Each of the thugs has a weakness in Kansas City Confidential — in the case of Pete Harris (Jack Elam) it’s the crap game he can’t get enough of — in the case of Tony Romano (Lee Van Cleef) it’s the ladies — and in the case of Boyd Kane (Neville Brand), he is something of a psychopath with a drive to kill policemen.


Kansas City Confidential gets a pretty bad rap, with some folks finding it dull and unbelievable, but it’s got more than enough going for it that it can hold its head up in any crime line-up of the time.


Much of Kansas City Confidential isn’t set in Kansas City, but in Mexico.  In fact it is all vaguely reminiscent of Key Largo, insofar as it presents a coterie of hoods holed up in a remote fishing hotel.  

Filming took place in June 1952, and it was partly shot on Santa Catalina Island, California, which stood in for Mexico.

Yes, the story begins in Kansas City, but most of the film actually takes place at a fictitious fishing resort in Mexico. The plot also served as inspiration for Quentin Tarantino's Reservoir Dogs. 

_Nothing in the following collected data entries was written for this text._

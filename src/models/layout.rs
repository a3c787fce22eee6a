//! Weekly grid layout.
//!
//! The layout is the canonical weekly structure: six teaching days with
//! thirteen periods each. Every cell lists the slot codes that may occupy
//! it (a theory slot and a lab slot frequently share a period), or is the
//! non-schedulable lunch break.
//!
//! The layout is immutable once built and is the sole input to
//! [`SlotMappingIndex::build`](crate::index::SlotMappingIndex::build).

use serde::{Deserialize, Serialize};
use std::collections::BTreeMap;
use std::fmt;

/// Number of periods (columns) per day.
pub const COLUMNS_PER_DAY: usize = 13;

/// Separator between alternative codes inside one layout cell.
pub const ALTERNATIVE_SEPARATOR: char = '/';

/// Normalized sentinel for the non-schedulable column.
pub const LUNCH: &str = "LUNCH";

/// Display labels for the thirteen columns.
const TIME_LABELS: [&str; COLUMNS_PER_DAY] = [
    "08:00-08:50",
    "09:00-09:50",
    "10:00-10:50",
    "11:00-11:50",
    "12:00-12:50",
    "13:00-13:50",
    "Lunch",
    "14:00-14:50",
    "15:00-15:50",
    "16:00-16:50",
    "17:00-17:50",
    "18:00-18:50",
    "19:00-19:30",
];

/// A teaching day.
#[derive(Debug, Clone, Copy, PartialEq, Eq, Hash, PartialOrd, Ord, Serialize, Deserialize)]
pub enum Day {
    Monday,
    Tuesday,
    Wednesday,
    Thursday,
    Friday,
    Saturday,
}

impl Day {
    /// All days in week order.
    pub const ALL: [Day; 6] = [
        Day::Monday,
        Day::Tuesday,
        Day::Wednesday,
        Day::Thursday,
        Day::Friday,
        Day::Saturday,
    ];

    /// Position of the day within the week (Monday = 0).
    #[inline]
    pub fn index(self) -> usize {
        self as usize
    }

    /// Day name as used in stored grids ("Monday", ...).
    pub fn name(self) -> &'static str {
        match self {
            Day::Monday => "Monday",
            Day::Tuesday => "Tuesday",
            Day::Wednesday => "Wednesday",
            Day::Thursday => "Thursday",
            Day::Friday => "Friday",
            Day::Saturday => "Saturday",
        }
    }

    /// Parses a day name, ignoring case and surrounding whitespace.
    pub fn from_name(name: &str) -> Option<Day> {
        let name = name.trim();
        Day::ALL
            .into_iter()
            .find(|d| d.name().eq_ignore_ascii_case(name))
    }
}

impl fmt::Display for Day {
    fn fmt(&self, f: &mut fmt::Formatter<'_>) -> fmt::Result {
        f.write_str(self.name())
    }
}

/// A (day, column) coordinate in the weekly grid.
#[derive(Debug, Clone, Copy, PartialEq, Eq, Hash, PartialOrd, Ord, Serialize, Deserialize)]
pub struct CellPosition {
    /// Day of the week.
    pub day: Day,
    /// Zero-based column index (< [`COLUMNS_PER_DAY`]).
    pub column: usize,
}

impl CellPosition {
    /// Creates a position.
    pub fn new(day: Day, column: usize) -> Self {
        Self { day, column }
    }
}

impl fmt::Display for CellPosition {
    fn fmt(&self, f: &mut fmt::Formatter<'_>) -> fmt::Result {
        write!(f, "{}-{}", self.day, self.column)
    }
}

/// Content of one layout cell.
#[derive(Debug, Clone, PartialEq, Eq, Serialize, Deserialize)]
pub enum CellDescriptor {
    /// Alternative slot codes that share this period (raw spelling).
    Slots(Vec<String>),
    /// Lunch break; never receives a course.
    NonSchedulable,
}

impl CellDescriptor {
    /// Parses a `/`-delimited cell such as `"B1/L8/SC2"` or `"Lunch"`.
    ///
    /// Empty parts are dropped. A cell whose only codes are the lunch
    /// sentinel becomes [`CellDescriptor::NonSchedulable`].
    pub fn parse(raw: &str) -> Self {
        let codes: Vec<String> = raw
            .split(ALTERNATIVE_SEPARATOR)
            .map(str::trim)
            .filter(|c| !c.is_empty())
            .map(String::from)
            .collect();

        if !codes.is_empty() && codes.iter().all(|c| c.eq_ignore_ascii_case(LUNCH)) {
            CellDescriptor::NonSchedulable
        } else {
            CellDescriptor::Slots(codes)
        }
    }

    /// Codes listed in this cell (empty for lunch).
    pub fn codes(&self) -> &[String] {
        match self {
            CellDescriptor::Slots(codes) => codes,
            CellDescriptor::NonSchedulable => &[],
        }
    }

    /// Whether a course may ever be placed in this cell.
    pub fn is_schedulable(&self) -> bool {
        matches!(self, CellDescriptor::Slots(_))
    }
}

/// The weekly grid layout: day → 13 cell descriptors, plus code aliases.
///
/// # Example
/// ```
/// use u_timetable::models::{CellDescriptor, Day, GridLayout};
///
/// let layout = GridLayout::standard();
/// assert_eq!(layout.row(Day::Monday)[6], CellDescriptor::NonSchedulable);
/// assert_eq!(layout.normalize_code(" tddi "), "TDD1");
/// ```
#[derive(Debug, Clone, PartialEq, Eq, Serialize, Deserialize)]
pub struct GridLayout {
    rows: BTreeMap<Day, Vec<CellDescriptor>>,
    /// Normalized alias → normalized canonical code.
    aliases: BTreeMap<String, String>,
}

impl Default for GridLayout {
    fn default() -> Self {
        Self::empty()
    }
}

impl GridLayout {
    /// Creates a layout where every cell is schedulable but lists no codes.
    pub fn empty() -> Self {
        let rows = Day::ALL
            .into_iter()
            .map(|d| (d, vec![CellDescriptor::Slots(Vec::new()); COLUMNS_PER_DAY]))
            .collect();
        Self {
            rows,
            aliases: BTreeMap::new(),
        }
    }

    /// The standard six-day, thirteen-period layout with lunch at column 6.
    ///
    /// Tuesday's first period is historically spelled `TDDI`; it is kept
    /// verbatim and aliased to `TDD1`.
    pub fn standard() -> Self {
        const ROWS: [(Day, [&str; COLUMNS_PER_DAY]); 6] = [
            (
                Day::Monday,
                [
                    "L1", "TA1/L2", "TB1/L3", "E1/L4", "E1/L5", "L6", "Lunch", "TA2/L37",
                    "TB2/L38", "E2/L39", "E2/L40", "L41", "L42",
                ],
            ),
            (
                Day::Tuesday,
                [
                    "TDDI/L7", "B1/L8/SC2", "G1/L9/TE1", "A1/L10/SF2", "F1/L11", "L12", "Lunch",
                    "B2/L43/SC1", "G2/L44/TE2", "A2/L45/SF1", "F2/L46", "TFF2/L47", "L48",
                ],
            ),
            (
                Day::Wednesday,
                [
                    "TEE1/L13", "G1/L14/TF1", "A1/L15/SE2", "C1/L16", "B1/L17/SD2", "L18",
                    "Lunch", "G2/L49/TF2", "A2/L50/SE1", "C2/L51", "B2/L52/SD1", "TDD2/L53",
                    "L54",
                ],
            ),
            (
                Day::Thursday,
                [
                    "TG1/L19", "C1/L20", "D1/L21", "A1/L22/SB2", "F1/L23", "L24", "Lunch",
                    "C2/L55", "D2/L56", "A2/L57/SB1", "F2/L58", "TEE2/L59", "L60",
                ],
            ),
            (
                Day::Friday,
                [
                    "TFF1/L25", "B1/L26/SA2", "TC1/L27", "E1/L28", "D1/L29", "L30", "Lunch",
                    "B2/L61/SA1", "TC2/L62", "E2/L63", "D2/L64", "TG2/L65", "L66",
                ],
            ),
            (
                Day::Saturday,
                [
                    "L31", "G1/L32/TD1", "D1/L33", "F1/L34", "C1/L35", "L36", "Lunch",
                    "G2/L67/TD2", "D2/L68", "F2/L69", "C2/L70", "L71", "L72",
                ],
            ),
        ];

        ROWS.iter()
            .fold(Self::empty(), |layout, (day, cells)| layout.with_row(*day, cells))
            .with_alias("TDDI", "TDD1")
    }

    /// Replaces a full day row.
    ///
    /// # Panics
    /// Panics if `cells` does not contain exactly [`COLUMNS_PER_DAY`] entries.
    pub fn with_row(mut self, day: Day, cells: &[&str]) -> Self {
        assert_eq!(
            cells.len(),
            COLUMNS_PER_DAY,
            "{day} row must have {COLUMNS_PER_DAY} cells"
        );
        self.rows
            .insert(day, cells.iter().map(|c| CellDescriptor::parse(c)).collect());
        self
    }

    /// Replaces a single cell.
    ///
    /// # Panics
    /// Panics if `column >= COLUMNS_PER_DAY`.
    pub fn with_cell(mut self, day: Day, column: usize, raw: &str) -> Self {
        assert!(
            column < COLUMNS_PER_DAY,
            "column {column} out of range for {day}"
        );
        let row = self
            .rows
            .entry(day)
            .or_insert_with(|| vec![CellDescriptor::Slots(Vec::new()); COLUMNS_PER_DAY]);
        row[column] = CellDescriptor::parse(raw);
        self
    }

    /// Marks `column` as non-schedulable on every day.
    pub fn with_lunch_column(self, column: usize) -> Self {
        Day::ALL
            .into_iter()
            .fold(self, |layout, day| layout.with_cell(day, column, "Lunch"))
    }

    /// Registers an alternate spelling for a slot code.
    pub fn with_alias(mut self, alias: &str, canonical: &str) -> Self {
        self.aliases
            .insert(alias.trim().to_ascii_uppercase(), canonical.trim().to_ascii_uppercase());
        self
    }

    /// Cells of a day, in column order. Empty if the day is not defined.
    pub fn row(&self, day: Day) -> &[CellDescriptor] {
        self.rows.get(&day).map(Vec::as_slice).unwrap_or(&[])
    }

    /// Iterates over defined days and their rows, in week order.
    pub fn rows(&self) -> impl Iterator<Item = (Day, &[CellDescriptor])> {
        self.rows.iter().map(|(d, r)| (*d, r.as_slice()))
    }

    /// Normalizes a slot code: trim, uppercase, resolve aliases.
    pub fn normalize_code(&self, raw: &str) -> String {
        normalize_with(&self.aliases, raw)
    }

    /// Registered aliases (normalized alias → normalized canonical).
    pub fn aliases(&self) -> &BTreeMap<String, String> {
        &self.aliases
    }

    /// Column display labels ("08:00-08:50", ..., "Lunch", ...).
    pub fn time_labels() -> &'static [&'static str] {
        &TIME_LABELS
    }
}

/// Shared normalization used by the layout and the slot mapping index.
pub(crate) fn normalize_with(aliases: &BTreeMap<String, String>, raw: &str) -> String {
    let upper = raw.trim().to_ascii_uppercase();
    match aliases.get(&upper) {
        Some(canonical) => canonical.clone(),
        None => upper,
    }
}

#[cfg(test)]
mod tests {
    use super::*;

    #[test]
    fn test_cell_parse() {
        assert_eq!(
            CellDescriptor::parse("B1/L8/SC2"),
            CellDescriptor::Slots(vec!["B1".into(), "L8".into(), "SC2".into()])
        );
        assert_eq!(CellDescriptor::parse("Lunch"), CellDescriptor::NonSchedulable);
        assert_eq!(CellDescriptor::parse(" lunch "), CellDescriptor::NonSchedulable);
        assert_eq!(CellDescriptor::parse(""), CellDescriptor::Slots(vec![]));
        assert_eq!(
            CellDescriptor::parse("TA1 / "),
            CellDescriptor::Slots(vec!["TA1".into()])
        );
    }

    #[test]
    fn test_standard_shape() {
        let layout = GridLayout::standard();
        for day in Day::ALL {
            let row = layout.row(day);
            assert_eq!(row.len(), COLUMNS_PER_DAY);
            assert!(!row[6].is_schedulable(), "{day} lunch");
            assert_eq!(row.iter().filter(|c| !c.is_schedulable()).count(), 1);
        }
        assert_eq!(layout.row(Day::Tuesday)[0].codes(), ["TDDI", "L7"]);
    }

    #[test]
    fn test_normalize_code() {
        let layout = GridLayout::standard();
        assert_eq!(layout.normalize_code("ta1"), "TA1");
        assert_eq!(layout.normalize_code(" TddI"), "TDD1");
        assert_eq!(layout.normalize_code("TDD1"), "TDD1");
    }

    #[test]
    fn test_with_cell_and_lunch() {
        let layout = GridLayout::empty()
            .with_cell(Day::Monday, 1, "TA1/L2")
            .with_lunch_column(6);
        assert_eq!(layout.row(Day::Monday)[1].codes(), ["TA1", "L2"]);
        assert!(!layout.row(Day::Saturday)[6].is_schedulable());
        assert!(layout.row(Day::Saturday)[5].is_schedulable());
    }

    #[test]
    #[should_panic(expected = "column 13 out of range for Tuesday")]
    fn test_with_cell_rejects_out_of_range_column() {
        let _ = GridLayout::empty().with_cell(Day::Tuesday, COLUMNS_PER_DAY, "A1");
    }

    #[test]
    fn test_day_names() {
        assert_eq!(Day::from_name("wednesday"), Some(Day::Wednesday));
        assert_eq!(Day::from_name("Sunday"), None);
        assert_eq!(Day::Friday.index(), 4);
        assert_eq!(CellPosition::new(Day::Monday, 3).to_string(), "Monday-3");
    }

    #[test]
    fn test_time_labels() {
        let labels = GridLayout::time_labels();
        assert_eq!(labels.len(), COLUMNS_PER_DAY);
        assert_eq!(labels[6], "Lunch");
    }
}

It's the bad-ass badness that makes it film noir, the fact that we're so far inside the criminal gang as to almost make a virtue of their wickedness. The view is the opposite of the police procedural, an inside out view of crime. It's bad luck that things work out the way they do for this charismatic gang of flawed criminals, including the nameless, ruthless mastermind behind the scam, known as Mr Big.

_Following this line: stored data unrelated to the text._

//! Grid overlay engine.
//!
//! Stamps a course label into the cells reachable from an offering's slot
//! codes. Overlay is check-then-write: the target cells are computed and
//! checked first, and the new grid is only produced when every target is
//! empty. A conflict therefore never leaks a partial write, and the input
//! grid is never modified.

use std::collections::BTreeSet;

use tracing::debug;

use crate::config::UnknownCodePolicy;
use crate::error::{Result, TimetableError};
use crate::index::SlotMappingIndex;
use crate::models::{CellPosition, TimetableGrid};

/// Result of a single overlay attempt.
#[derive(Debug, Clone, PartialEq, Eq)]
pub enum OverlayOutcome {
    /// Every target cell was empty; this is the new grid.
    Placed(TimetableGrid),
    /// At least one target cell was already filled.
    Conflict {
        /// The filled target cells.
        cells: Vec<CellPosition>,
    },
}

impl OverlayOutcome {
    /// Whether the overlay succeeded.
    pub fn is_placed(&self) -> bool {
        matches!(self, OverlayOutcome::Placed(_))
    }

    /// The new grid, if placed.
    pub fn into_grid(self) -> Option<TimetableGrid> {
        match self {
            OverlayOutcome::Placed(grid) => Some(grid),
            OverlayOutcome::Conflict { .. } => None,
        }
    }
}

/// Overlay primitives bound to a slot mapping index.
///
/// Cheap to copy; holds only a reference to the index and the policy.
///
/// # Example
/// ```
/// use u_timetable::index::SlotMappingIndex;
/// use u_timetable::models::{GridLayout, TimetableGrid};
/// use u_timetable::overlay::OverlayEngine;
///
/// let index = SlotMappingIndex::build(&GridLayout::standard());
/// let engine = OverlayEngine::new(&index);
///
/// let grid = engine
///     .try_overlay(&TimetableGrid::empty(), &["A1", "TA1"], "STS1009")
///     .unwrap()
///     .into_grid()
///     .unwrap();
/// assert_eq!(grid.filled_count(), 4);
///
/// // TA1 is already taken.
/// assert!(!engine.fits(&grid, &["TA1"]).unwrap());
/// ```
#[derive(Debug, Clone, Copy)]
pub struct OverlayEngine<'a> {
    index: &'a SlotMappingIndex,
    policy: UnknownCodePolicy,
}

impl<'a> OverlayEngine<'a> {
    /// Creates an engine with [`UnknownCodePolicy::Ignore`].
    pub fn new(index: &'a SlotMappingIndex) -> Self {
        Self {
            index,
            policy: UnknownCodePolicy::Ignore,
        }
    }

    /// Sets the unknown-code policy.
    pub fn with_policy(mut self, policy: UnknownCodePolicy) -> Self {
        self.policy = policy;
        self
    }

    /// The underlying index.
    pub fn index(&self) -> &'a SlotMappingIndex {
        self.index
    }

    /// The active unknown-code policy.
    pub fn policy(&self) -> UnknownCodePolicy {
        self.policy
    }

    /// Union of the cells reachable from `codes`.
    ///
    /// Codes with no index entry contribute nothing, regardless of policy.
    pub fn occupied_cells<S: AsRef<str>>(&self, codes: &[S]) -> BTreeSet<CellPosition> {
        codes
            .iter()
            .filter_map(|c| self.index.positions(c.as_ref()))
            .flatten()
            .copied()
            .collect()
    }

    /// Applies the unknown-code policy to `codes`.
    ///
    /// Under `Reject` the first unmapped code is returned as an error;
    /// under `Ignore` unmapped codes are skipped (logged at debug level).
    pub fn check_codes<S: AsRef<str>>(&self, codes: &[S]) -> Result<()> {
        let unknown = self.index.unknown_codes(codes);
        let Some(first) = unknown.first() else {
            return Ok(());
        };
        match self.policy {
            UnknownCodePolicy::Reject => Err(TimetableError::UnknownSlotCode {
                code: first.clone(),
            }),
            UnknownCodePolicy::Ignore => {
                debug!(codes = ?unknown, "slot codes missing from index; treated as always free");
                Ok(())
            }
        }
    }

    /// Whether every cell reachable from `codes` is empty in `grid`.
    pub fn fits<S: AsRef<str>>(&self, grid: &TimetableGrid, codes: &[S]) -> Result<bool> {
        self.check_codes(codes)?;
        Ok(self
            .occupied_cells(codes)
            .into_iter()
            .all(|pos| grid.is_empty_at(pos)))
    }

    /// Attempts to stamp `label` into the cells of `codes`.
    ///
    /// Returns `Ok(Placed(new_grid))` when every target is empty, and
    /// `Ok(Conflict { .. })` otherwise. `grid` is never modified. The new
    /// grid shares storage with `grid` for untouched days only.
    ///
    /// # Errors
    /// [`TimetableError::UnknownSlotCode`] under [`UnknownCodePolicy::Reject`].
    pub fn try_overlay<S: AsRef<str>>(
        &self,
        grid: &TimetableGrid,
        codes: &[S],
        label: &str,
    ) -> Result<OverlayOutcome> {
        self.check_codes(codes)?;
        let targets = self.occupied_cells(codes);

        let conflicts: Vec<CellPosition> = targets
            .iter()
            .copied()
            .filter(|&pos| !grid.is_empty_at(pos))
            .collect();
        if !conflicts.is_empty() {
            return Ok(OverlayOutcome::Conflict { cells: conflicts });
        }

        let mut next = grid.clone();
        for pos in targets {
            next.set_if_empty(pos, label);
        }
        Ok(OverlayOutcome::Placed(next))
    }

    /// Renders a grid listing, per cell, every code of `codes` mapped to it.
    ///
    /// Cells reached by several codes read `"A1, L10"` in the order
    /// the codes were given. Used to display a record's `allSlots`.
    pub fn render_slots<S: AsRef<str>>(&self, codes: &[S]) -> TimetableGrid {
        let mut grid = TimetableGrid::empty();
        for code in codes {
            let code = self.index.normalize(code.as_ref());
            if let Some(positions) = self.index.positions(&code) {
                for &pos in positions {
                    grid.append(pos, &code);
                }
            }
        }
        grid
    }
}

Flower delivery guy turns tough!

This viewpoint is one of the strengths of film noir, and the suggestion that criminality is not only rife in society, but that it is organised to a high degree. Amid that, is the figure of the patsy, here played by John Payne. As with the awful miracles of Hitchcock's many 'innocent man caught up in murderous intrigue' plot lines, John Payne solves his own crime, where the police fail. Behind this fantasy, is a separate failure, because while we all get caught up in crime from time to time, we generally do so as victims, and as such remain powerless; the very opposite of this fantasy.

In the movies however, such as here, regular Joes appear capable of not just acts of violence, but of bravery and risk taking that were it real, would be a helluva surprise.

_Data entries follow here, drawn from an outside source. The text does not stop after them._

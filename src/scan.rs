//! Dataset maintenance over generated records.
//!
//! Read-side utilities for a store of [`TimetableRecord`]s:
//!
//! - [`scan_records`]: how many records carry a set of courses, split by
//!   whether they also carry a target course.
//! - [`retain_complete`]: drop records missing required courses (and,
//!   optionally, any lab cell).
//! - [`sample_suitable`]: draw a uniform random subset of records matching
//!   a predicate, for building small test datasets.
//!
//! Course presence is exact whole-cell matching, case-insensitive, so a
//! theory code never matches its lab variant.

use rand::seq::IndexedRandom;
use rand::Rng;
use serde::{Deserialize, Serialize};
use tracing::info;

use crate::models::TimetableRecord;

/// Counts produced by [`scan_records`].
#[derive(Debug, Clone, Copy, Default, PartialEq, Eq, Serialize, Deserialize)]
pub struct ScanReport {
    /// Records inspected.
    pub processed: usize,
    /// Records carrying every required course.
    pub eligible: usize,
    /// Eligible records that also carry the target.
    pub with_target: usize,
    /// Eligible records without the target.
    pub without_target: usize,
}

impl ScanReport {
    /// Adds one record to the counts.
    pub fn observe<S: AsRef<str>>(&mut self, record: &TimetableRecord, required: &[S], target: &str) {
        self.processed += 1;
        if !record.has_all_courses(required) {
            return;
        }
        self.eligible += 1;
        if record.has_course(target) {
            self.with_target += 1;
        } else {
            self.without_target += 1;
        }
    }
}

/// Scans `records` for `required` courses and `target`.
pub fn scan_records<'r, I, S>(records: I, required: &[S], target: &str) -> ScanReport
where
    I: IntoIterator<Item = &'r TimetableRecord>,
    S: AsRef<str>,
{
    let mut report = ScanReport::default();
    for record in records {
        report.observe(record, required, target);
    }
    info!(
        processed = report.processed,
        eligible = report.eligible,
        with_target = report.with_target,
        without_target = report.without_target,
        course = target,
        "scan finished"
    );
    report
}

/// Keeps only records carrying every `required` course and, when
/// `lab_suffix` is given, at least one cell labelled with a lab course.
///
/// Returns the number of records removed.
pub fn retain_complete<S: AsRef<str>>(
    records: &mut Vec<TimetableRecord>,
    required: &[S],
    lab_suffix: Option<&str>,
) -> usize {
    let before = records.len();
    records.retain(|r| {
        r.has_all_courses(required)
            && lab_suffix.map_or(true, |suffix| r.grid.has_label_with_suffix(suffix))
    });
    let removed = before - records.len();
    info!(removed, kept = records.len(), "incomplete records removed");
    removed
}

/// Draws up to `n` distinct records satisfying `predicate`, uniformly at
/// random. Returns every suitable record when fewer than `n` exist.
pub fn sample_suitable<'r, F, R>(
    records: &'r [TimetableRecord],
    n: usize,
    predicate: F,
    rng: &mut R,
) -> Vec<&'r TimetableRecord>
where
    F: Fn(&TimetableRecord) -> bool,
    R: Rng + ?Sized,
{
    let suitable: Vec<&TimetableRecord> = records.iter().filter(|&r| predicate(r)).collect();
    suitable.choose_multiple(rng, n).copied().collect()
}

Finally, the film was popular enough to usher in a series of "confidential" films from Edward Small: New York Confidential (1955), Chicago Confidential (1957), and Hong Kong Confidential (1958).




Touch to Expand Thumbnails from Archive.Org
Just like in THE DARK CORNER (1946), in Kansas City Confidential we have an innocent guy framed, suspected, arrested and then just about destroyed by the process of clearing his name.  The whole idea is for one guy, in this case John Payne playing an ex-con, ex-military florist delivery dude, moral vindication is sought in the swamp of urban crime.

Edward Small, an independent film producer known for a series of comedies starring Dennis O'Keefe, crossed over to noir, and made a couple of these with John Payne, including this one and 99 RIVER STREET (1953).

There is bitterness in spades.  A bitter ex-cop and a bitter ex-con, both on missions of vindication hook up with a bitter womaniser, a bitter gambler, and a bitter killer.  Physical violence is the driver, in this film noir.  The police beat up Payne, and the cons all beat each other up, with bitch slaps being issued in just about every scene.

This is a film noir without a femme fatale, and instead we have a mild love interest in the form of Coleen Gray.  She is useful, I guess, in that her smile indicates that the violence is over for now, as is the greed and the cheating. Love 'interest' may be putting it too strongly in the case of this script, and despite the fact that her character is training for the bar, it isn't a great role.

The vindication of Payne's character in Kansas City Confidential is a daunting process, but Coleen Gray is waiting at the end, 'cos no matter how bleak it's been, Hollywood can't but help leave you with a smile.